1998 est une année faste pour le jeu de combat. Cette année-là sortent les premiers épisodes de Bloody Roar et Dead or Alive mais aussi le numéro 3 de la saga Tekken, dont la notoriété est déjà assurée. Et enfin l'outsider, celui que personne n'attend, Rival Schools. Celui-ci, contrairement à ses illustres concurrents, ne se prend pas au sérieux, et il peut se le permettre tant le résultat final est convaincant.
Le ton est donné dès la cinématique d'introduction, qui laisse à penser d'après l'image et la musique que l'on va défendre le monde d'un grand péril à coups de tatane. On voit un être fantomatique enlever une fille, un colonel faire défiler ses troupes, bref, on s'attend au pire. Et puis en fait non, il s'agit juste de rivalité entre différents groupes d'élèves et même le corps professoral, qui semble fomenter un sale coup dans le dos de leurs jeunes disciples. Bref, du grand n'importe quoi, et ça change des scénarios involontairement bidons dont tentent habituellement de s'affubler les jeux de combat. Une chose est sûre, ça va bastonner sévère dans le gymnase et la cour de récré.

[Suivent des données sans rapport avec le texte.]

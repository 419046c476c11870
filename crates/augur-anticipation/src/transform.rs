//! Anticipated position, rotation and scale of one networked object.

use glam::{Quat, Vec3};
use serde::{Deserialize, Serialize};

use crate::clock::Tick;
use crate::smoothing::{Distance, Interpolate};
use crate::value::AnticipatedValue;

/// Position, rotation and scale of an object.
#[derive(Debug, Clone, Copy, PartialEq, Serialize, Deserialize)]
pub struct TransformState {
    /// World-space position.
    pub position: Vec3,
    /// Orientation.
    pub rotation: Quat,
    /// Per-axis scale.
    pub scale: Vec3,
}

impl Default for TransformState {
    fn default() -> Self {
        Self {
            position: Vec3::ZERO,
            rotation: Quat::IDENTITY,
            scale: Vec3::ONE,
        }
    }
}

impl TransformState {
    /// A unit-scale transform at `position` facing `rotation`.
    pub fn new(position: Vec3, rotation: Quat) -> Self {
        Self {
            position,
            rotation,
            scale: Vec3::ONE,
        }
    }

    /// The local +X axis in world space. Movement input drives along it.
    pub fn right(&self) -> Vec3 {
        self.rotation * Vec3::X
    }
}

impl Interpolate for TransformState {
    fn interpolate(from: &Self, to: &Self, t: f64) -> Self {
        Self {
            position: Vec3::interpolate(&from.position, &to.position, t),
            rotation: Quat::interpolate(&from.rotation, &to.rotation, t),
            scale: Vec3::interpolate(&from.scale, &to.scale, t),
        }
    }
}

/// Distance between transforms is the distance between their positions.
impl Distance for TransformState {
    fn distance_squared(&self, other: &Self) -> f64 {
        Distance::distance_squared(&self.position, &other.position)
    }
}

/// An [`AnticipatedValue`] holding a [`TransformState`].
pub type AnticipatedTransform = AnticipatedValue<TransformState>;

impl AnticipatedValue<TransformState> {
    /// Anticipates a new position, keeping rotation and scale.
    pub fn anticipate_move(&mut self, position: Vec3, tick: Tick) {
        let next = TransformState {
            position,
            ..*self.latest()
        };
        self.anticipate(next, tick);
    }

    /// Anticipates a new rotation, keeping position and scale.
    pub fn anticipate_rotate(&mut self, rotation: Quat, tick: Tick) {
        let next = TransformState {
            rotation,
            ..*self.latest()
        };
        self.anticipate(next, tick);
    }

    /// Anticipates a new scale, keeping position and rotation.
    pub fn anticipate_scale(&mut self, scale: Vec3, tick: Tick) {
        let next = TransformState {
            scale,
            ..*self.latest()
        };
        self.anticipate(next, tick);
    }
}

#[cfg(test)]
mod tests {
    use super::*;
    use crate::value::Role;

    #[test]
    fn test_anticipate_move_keeps_rotation() {
        let rotation = Quat::from_rotation_y(1.0);
        let mut transform = AnticipatedTransform::new(TransformState::new(Vec3::ZERO, rotation));
        transform.anticipate_move(Vec3::new(1.0, 2.0, 3.0), Tick::from(1));
        let state = transform.read();
        assert_eq!(state.position, Vec3::new(1.0, 2.0, 3.0));
        assert_eq!(state.rotation, rotation);
        assert_eq!(state.scale, Vec3::ONE);
    }

    #[test]
    fn test_anticipate_from_smoothing_target() {
        let mut transform = AnticipatedTransform::new(TransformState::default());
        let target = TransformState::new(Vec3::new(2.0, 0.0, 0.0), Quat::IDENTITY);
        transform.smooth(TransformState::default(), target, 1.0);
        transform.anticipate_rotate(Quat::from_rotation_y(0.5), Tick::from(2));
        assert_eq!(transform.read().position, target.position);
    }

    #[test]
    fn test_authority_transform_queues_broadcast() {
        let mut transform = AnticipatedTransform::new(TransformState::default()).with_role(Role::Authority);
        transform.anticipate_scale(Vec3::splat(2.0), Tick::from(7));
        let update = transform.take_broadcast().unwrap();
        assert_eq!(update.tick, Tick::from(7));
        assert_eq!(update.value.scale, Vec3::splat(2.0));
        assert_eq!(transform.authoritative_read().scale, Vec3::splat(2.0));
    }

    #[test]
    fn test_interpolation_endpoints() {
        let a = TransformState::default();
        let b = TransformState {
            position: Vec3::new(4.0, 0.0, 0.0),
            rotation: Quat::from_rotation_y(1.0),
            scale: Vec3::splat(3.0),
        };
        let mid = TransformState::interpolate(&a, &b, 0.5);
        assert_eq!(mid.position, Vec3::new(2.0, 0.0, 0.0));
        assert_eq!(mid.scale, Vec3::splat(2.0));
        assert_eq!(a.distance_squared(&b), 16.0);
    }

    #[test]
    fn test_transform_serializes_through_ron() {
        let state = TransformState::new(Vec3::new(1.0, 0.0, -2.0), Quat::IDENTITY);
        let text = ron::to_string(&state).unwrap();
        let back: TransformState = ron::from_str(&text).unwrap();
        assert_eq!(state, back);
    }
}
//! Network message types and serialization.
//!
//! All messages are serialized with [`postcard`] and prefixed with a protocol
//! version byte. Use [`encode`] and [`decode`] for the wire form.
//!
//! Messages are generic over the request payload `R` (what the predictor
//! asks the authority to do) and the state payload `S` (what the authority
//! confirms), so one codec serves every anticipated value in an application.

use augur_anticipation::{AuthoritativeUpdate, Tick};
use serde::de::DeserializeOwned;
use serde::{Deserialize, Serialize};

use crate::error::NetError;

/// Current wire-protocol version. Prepended to every serialized message.
pub const PROTOCOL_VERSION: u8 = 1;

// ---------------------------------------------------------------------------
// Top-level enum
// ---------------------------------------------------------------------------

/// Top-level network message. The enum discriminant is the type tag.
#[derive(Debug, Clone, Serialize, Deserialize, PartialEq)]
pub enum Message<R, S> {
    /// Predictor asks the authority to apply a change it already anticipated.
    PredictionRequest(PredictionRequest<R>),
    /// Authority confirms a value for a tick.
    AuthoritativeUpdate(AuthoritativeUpdate<S>),
}

/// A change the predictor applied locally and wants the authority to apply.
#[derive(Debug, Clone, Serialize, Deserialize, PartialEq)]
pub struct PredictionRequest<R> {
    /// Predictor tick the change was anticipated at.
    pub tick: Tick,
    /// Application-defined request.
    pub request: R,
}

impl<R, S> Message<R, S> {
    /// Wraps a request anticipated at `tick`.
    pub fn request(tick: Tick, request: R) -> Self {
        Self::PredictionRequest(PredictionRequest { tick, request })
    }

    /// Wraps a confirmed value produced at `tick`.
    pub fn update(tick: Tick, value: S) -> Self {
        Self::AuthoritativeUpdate(AuthoritativeUpdate { tick, value })
    }

    /// Tick the message refers to.
    pub fn tick(&self) -> Tick {
        match self {
            Self::PredictionRequest(request) => request.tick,
            Self::AuthoritativeUpdate(update) => update.tick,
        }
    }
}

// ---------------------------------------------------------------------------
// Serialization helpers
// ---------------------------------------------------------------------------

/// Serialize a [`Message`] into a versioned binary payload.
///
/// Wire format: `[version: u8] [postcard-encoded Message]`
pub fn encode<R, S>(msg: &Message<R, S>) -> Result<Vec<u8>, NetError>
where
    R: Serialize,
    S: Serialize,
{
    let body = postcard::to_allocvec(msg)?;
    let mut out = Vec::with_capacity(1 + body.len());
    out.push(PROTOCOL_VERSION);
    out.extend_from_slice(&body);
    Ok(out)
}

/// Deserialize a versioned binary payload into a [`Message`].
///
/// Returns an error if the version is unsupported or the payload is malformed.
pub fn decode<R, S>(data: &[u8]) -> Result<Message<R, S>, NetError>
where
    R: DeserializeOwned,
    S: DeserializeOwned,
{
    let Some((&version, body)) = data.split_first() else {
        return Err(NetError::EmptyPayload);
    };
    if version != PROTOCOL_VERSION {
        return Err(NetError::UnsupportedVersion(version));
    }
    Ok(postcard::from_bytes(body)?)
}

// ---------------------------------------------------------------------------
// Tests
// ---------------------------------------------------------------------------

En pratique, Rival Schools est un jeu de combat très accessible et immédiatement fun. Un entraînement est bien entendu disponible pour apprendre les enchaînements, mais on peut tout à fait se lancer dans la bataille sans en passer par là et parvenir à maraver la tronche de l'adversaire jusque dans les airs sans problème et de fort belle manière. Le gameplay est d'ailleurs très riche, puisque chacun des vingt personnages disponibles (plus quatre cachés) dispose de coups réellement différents de son voisin, ainsi que de deux attaques spéciales uniques. De plus, il est obligatoire de sélectionner deux combattants, afin de pouvoir en changer, ou pas, entre deux rounds et surtout de pouvoir déclencher une attaque spéciale dévastatrice. Celle-ci varie en fonction des deux personnages choisis (ce qui fait un très large panel de combinaisons), et peut se déclencher lorsque la jauge de rage est suffisamment remplie. Jauge de rage qui se recharge d'ailleurs de la manière la plus classique du monde, à savoir en donnant et en encaissant des coups. Une fois cela fait, une simple pression sur deux boutons suffira à ruiner un bon tiers de la barre de vie de votre adversaire. Tout comme les attaques spéciales, ces attaques à deux combattants simultanés peuvent se révéler parfois volontairement ridicules : le prof de sport fait faire des pompes, la volleyeuse se sert de son adversaire comme ballon... Exagération et second degré à tous les étages.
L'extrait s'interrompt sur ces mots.